I realize this statement seems quite obvious as well as quite simple. It’s the meaning behind it that’s much more significant.
User behavior is at the core of good design, good functionality, and the overall adoption and use rates of every product or service out there.
If you create something that is hard to use, it isn’t going to be successful.
That’s not to say that all people need to find the same use in what you have to offer. Social media is a perfect example of this.
How YOU Use Social Media Isn’t the Same Way as I Do. And That’s OK.
When evaluating how people use social media, you can look at it from the standpoint of the goals each person has for it, if social media is being used for personal or business reasons, and the overall strategy a user has for their social media accounts.
In my case, I use social media for both personal and business reasons. I don’t play the numbers game. Who I aim to connect with and if I’ll proactively search for others to connect with varies by platform.
I also have varying levels of the minimum “degrees of separation” between myself and another user.
For example, I rarely use Pinterest. I pay no attention to who follows me there, and I don’t bother putting in energy to follow others’ back. Google Plus is where I have the most non-US connections, and probably the platform where my number of followers has grown the fastest relative to the time I’ve put in. My thoughts on who to follow back on Twitter have evolved over time. I don’t care who chooses to follow me, I organize those I follow into Twitter lists, and I put zero time into trying to find others to follow.

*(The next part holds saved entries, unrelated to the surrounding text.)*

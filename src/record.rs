use crate::error::RecordError;
use anyhow::{Context, Result};
use serde::{Deserialize, Serialize};
use serde_json::{Map, Value};
use std::collections::BTreeMap;
use std::path::Path;

/// Which half of a round trip a timing refers to
#[derive(Debug, Clone, Copy, PartialEq, Eq, Hash, PartialOrd, Ord)]
pub enum Direction {
    Compression,
    Decompression,
}

impl Direction {
    pub fn all() -> &'static [Direction] {
        &[Direction::Compression, Direction::Decompression]
    }

    pub fn name(&self) -> &'static str {
        match self {
            Direction::Compression => "compression",
            Direction::Decompression => "decompression",
        }
    }
}

/// Timing statistics for compression or decompression operations
#[derive(Debug, Clone, Default, PartialEq, Serialize, Deserialize)]
#[serde(default)]
pub struct TimingStats {
    /// Average time in milliseconds
    #[serde(alias = "avg_time_ms")]
    pub avg_ms: f64,
    /// Standard deviation of time in milliseconds
    #[serde(alias = "std_time_ms")]
    pub std_ms: f64,
    /// Average throughput in MB/s, measured against the record's own uncompressed bytes
    pub throughput_mbps: f64,
    /// Standard deviation of throughput in MB/s
    pub throughput_std_mbps: f64,
}

impl TimingStats {
    pub fn new(avg_ms: f64, std_ms: f64, throughput_mbps: f64, throughput_std_mbps: f64) -> Self {
        Self {
            avg_ms,
            std_ms,
            throughput_mbps,
            throughput_std_mbps,
        }
    }
}

/// Outcome of applying one compression algorithm to one record's payloads
#[derive(Debug, Clone, PartialEq)]
pub struct AlgorithmResult {
    pub compressed_bytes: u64,
    /// Own uncompressed bytes over compressed bytes
    pub compression_ratio: f64,
    /// `None` when the benchmark did not report timings for this direction
    pub compression: Option<TimingStats>,
    pub decompression: Option<TimingStats>,
}

impl AlgorithmResult {
    /// Build a result whose ratio is derived from the two sizes
    pub fn from_sizes(uncompressed_bytes: u64, compressed_bytes: u64) -> Self {
        Self {
            compressed_bytes,
            compression_ratio: derived_ratio(uncompressed_bytes, compressed_bytes),
            compression: None,
            decompression: None,
        }
    }

    pub fn with_stats(mut self, direction: Direction, stats: TimingStats) -> Self {
        match direction {
            Direction::Compression => self.compression = Some(stats),
            Direction::Decompression => self.decompression = Some(stats),
        }
        self
    }

    pub fn stats(&self, direction: Direction) -> Option<&TimingStats> {
        match direction {
            Direction::Compression => self.compression.as_ref(),
            Direction::Decompression => self.decompression.as_ref(),
        }
    }
}

fn derived_ratio(uncompressed_bytes: u64, compressed_bytes: u64) -> f64 {
    if compressed_bytes > 0 {
        uncompressed_bytes as f64 / compressed_bytes as f64
    } else {
        0.0
    }
}

/// One raw measurement: a format variant of a dataset at one batch size
#[derive(Debug, Clone, PartialEq)]
pub struct Record {
    pub dataset: String,
    pub batch_size: u64,
    /// Encoding family, written as `compressor` by the benchmark tool
    pub variant: String,
    /// Size of this variant's encoding before any general-purpose compression
    pub uncompressed_bytes: u64,
    pub algorithm_results: BTreeMap<String, AlgorithmResult>,
    pub num_payloads: Option<u64>,
    pub total_data_points: Option<u64>,
    pub iterations: Option<u64>,
    pub zstd_level: Option<i32>,
}

impl Record {
    pub fn new(
        dataset: impl Into<String>,
        batch_size: u64,
        variant: impl Into<String>,
        uncompressed_bytes: u64,
    ) -> Self {
        Self {
            dataset: dataset.into(),
            batch_size,
            variant: variant.into(),
            uncompressed_bytes,
            algorithm_results: BTreeMap::new(),
            num_payloads: None,
            total_data_points: None,
            iterations: None,
            zstd_level: None,
        }
    }

    pub fn with_result(mut self, algorithm: impl Into<String>, result: AlgorithmResult) -> Self {
        self.algorithm_results.insert(algorithm.into(), result);
        self
    }

    pub fn algorithm(&self, name: &str) -> Option<&AlgorithmResult> {
        self.algorithm_results.get(name)
    }
}

#[derive(Deserialize)]
struct RawAlgorithmResult {
    #[serde(alias = "compressed_bytes")]
    total_bytes: u64,
    compression_ratio: Option<f64>,
    #[serde(default, alias = "compression_stats")]
    compression: Option<TimingStats>,
    #[serde(default, alias = "decompression_stats")]
    decompression: Option<TimingStats>,
}

const DATASET_KEYS: &[&str] = &["dataset"];
const BATCH_SIZE_KEYS: &[&str] = &["batch_size"];
const VARIANT_KEYS: &[&str] = &["compressor", "format", "variant"];
const UNCOMPRESSED_KEYS: &[&str] = &["total_uncompressed_bytes", "uncompressed_bytes"];

/// Keys of a record object that never hold an algorithm result
const METADATA_KEYS: &[&str] = &[
    "dataset",
    "batch_size",
    "compressor",
    "format",
    "variant",
    "total_uncompressed_bytes",
    "uncompressed_bytes",
    "num_payloads",
    "total_data_points",
    "iterations",
    "zstd_level",
    "algorithm_results",
];

/// Parse a results document shaped either as a bare array of records or as
/// an object holding them under `results`.
pub fn parse_records(document: Value) -> Result<Vec<Record>, RecordError> {
    let items = match document {
        Value::Array(items) => items,
        Value::Object(mut map) => match map.remove("results") {
            Some(Value::Array(items)) => items,
            Some(other) => return Err(RecordError::UnexpectedShape(json_kind(&other))),
            None => return Err(RecordError::UnexpectedShape("an object without `results`")),
        },
        other => return Err(RecordError::UnexpectedShape(json_kind(&other))),
    };

    items
        .into_iter()
        .enumerate()
        .map(|(index, item)| match item {
            Value::Object(map) => parse_record(index, map),
            _ => Err(RecordError::NotAnObject { index }),
        })
        .collect()
}

pub fn records_from_str(json: &str) -> Result<Vec<Record>, RecordError> {
    parse_records(serde_json::from_str(json)?)
}

/// Read and parse a results file
pub fn load_records(path: &Path) -> Result<Vec<Record>> {
    let content = std::fs::read_to_string(path)
        .with_context(|| format!("Failed to read {}", path.display()))?;
    let records = records_from_str(&content)
        .with_context(|| format!("Failed to parse {}", path.display()))?;
    Ok(records)
}

fn parse_record(index: usize, mut map: Map<String, Value>) -> Result<Record, RecordError> {
    let dataset = required_str(&map, index, DATASET_KEYS)?;
    let batch_size = required_u64(&map, index, BATCH_SIZE_KEYS)?;
    let variant = required_str(&map, index, VARIANT_KEYS)?;
    let uncompressed_bytes = required_u64(&map, index, UNCOMPRESSED_KEYS)?;

    let mut record = Record::new(dataset, batch_size, variant, uncompressed_bytes);
    record.num_payloads = map.get("num_payloads").and_then(Value::as_u64);
    record.total_data_points = map.get("total_data_points").and_then(Value::as_u64);
    record.iterations = map.get("iterations").and_then(Value::as_u64);
    record.zstd_level = map
        .get("zstd_level")
        .and_then(Value::as_i64)
        .and_then(|level| i32::try_from(level).ok());

    let mut candidates: Vec<(String, Value)> = Vec::new();
    match map.remove("algorithm_results") {
        Some(Value::Object(nested)) => candidates.extend(nested),
        Some(Value::Null) | None => {}
        Some(other) => {
            return Err(RecordError::InvalidField {
                index,
                field: "algorithm_results".to_string(),
                reason: format!("expected an object, found {}", json_kind(&other)),
            })
        }
    }
    candidates.extend(
        map.into_iter()
            .filter(|(key, value)| !METADATA_KEYS.contains(&key.as_str()) && is_algorithm(value)),
    );

    for (name, value) in candidates {
        // `"openzl": null` marks an algorithm that was not run for this format
        if value.is_null() {
            continue;
        }
        let raw: RawAlgorithmResult =
            serde_json::from_value(value).map_err(|e| RecordError::InvalidField {
                index,
                field: name.clone(),
                reason: e.to_string(),
            })?;
        let compression_ratio = raw
            .compression_ratio
            .unwrap_or_else(|| derived_ratio(uncompressed_bytes, raw.total_bytes));
        record.algorithm_results.insert(
            name,
            AlgorithmResult {
                compressed_bytes: raw.total_bytes,
                compression_ratio,
                compression: raw.compression,
                decompression: raw.decompression,
            },
        );
    }

    Ok(record)
}

fn is_algorithm(value: &Value) -> bool {
    match value {
        Value::Object(fields) => {
            fields.contains_key("total_bytes") || fields.contains_key("compressed_bytes")
        }
        Value::Null => true,
        _ => false,
    }
}

fn lookup<'a>(map: &'a Map<String, Value>, keys: &[&str]) -> Option<&'a Value> {
    keys.iter().find_map(|key| map.get(*key)).filter(|v| !v.is_null())
}

fn required_str(
    map: &Map<String, Value>,
    index: usize,
    keys: &[&'static str],
) -> Result<String, RecordError> {
    let value = lookup(map, keys).ok_or(RecordError::MissingField {
        index,
        field: keys[0],
    })?;
    value
        .as_str()
        .map(str::to_string)
        .ok_or_else(|| RecordError::InvalidField {
            index,
            field: keys[0].to_string(),
            reason: format!("expected a string, found {}", json_kind(value)),
        })
}

fn required_u64(
    map: &Map<String, Value>,
    index: usize,
    keys: &[&'static str],
) -> Result<u64, RecordError> {
    let value = lookup(map, keys).ok_or(RecordError::MissingField {
        index,
        field: keys[0],
    })?;
    // Python writers sometimes emit whole numbers as `100.0`
    let whole_float = || {
        value
            .as_f64()
            .filter(|v| *v >= 0.0 && v.fract() == 0.0 && *v <= u64::MAX as f64)
            .map(|v| v as u64)
    };
    value.as_u64().or_else(whole_float).ok_or_else(|| RecordError::InvalidField {
        index,
        field: keys[0].to_string(),
        reason: format!("expected a non-negative integer, found {}", value),
    })
}

fn json_kind(value: &Value) -> &'static str {
    match value {
        Value::Null => "null",
        Value::Bool(_) => "a boolean",
        Value::Number(_) => "a number",
        Value::String(_) => "a string",
        Value::Array(_) => "an array",
        Value::Object(_) => "an object",
    }
}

LinkedIn puzzles me a bit because I would never send a connection request to someone I didn’t know, yet I receive connection requests from total strangers all the time. In my mind, LinkedIn is all about connecting with other people for professional and/or job-seeking reasons. I would never recommend someone I didn’t know for a job, nor would I ask a favor of an introduction from someone who I didn’t know. So, I don’t understand the reasoning behind connecting with strangers on LinkedIn (unless you are recruiter).
My Facebook Friends are the ones who I hold closest to me. We need to be first degree connections – second degree at most – if we’re going to be Facebook friends. Facebook is where I share the most information about myself and have the most photos (by far), so I find it to be the most personal social media platform to me. I rarely initiate Friend requests, and ignore many more Friend requests than I accept. Mainly because many of the requests I receive are from people I simply do not know.
But that’s just me.
And that’s just how I happen to use my social media profiles.
You might only have an account on Facebook, so as a result, you have 1,100 Friends. If someone’s going to connect with you online, it has to be Facebook, so it’s likely you are much more free to send and accept Friends requests.
Perhaps you were first bitten by the social bug when Pinterest was introduced, and now throw the most amazing birthday parties with the most creative handmade decorations and yummy recipes as a result. Or have poured all your time into tweeting messages in 140 characters or less. You may be a Twitteraholic and have the tweet count to prove it.
The longer I’m active in this social realm, the more aware I become of how vastly different each and every person’s views and approach to social media really is. I’d love to hear your take on social media and social media connections, so I would love to know…
What is your most used social media platform? Does your opinion of who to connect with vary by social platform?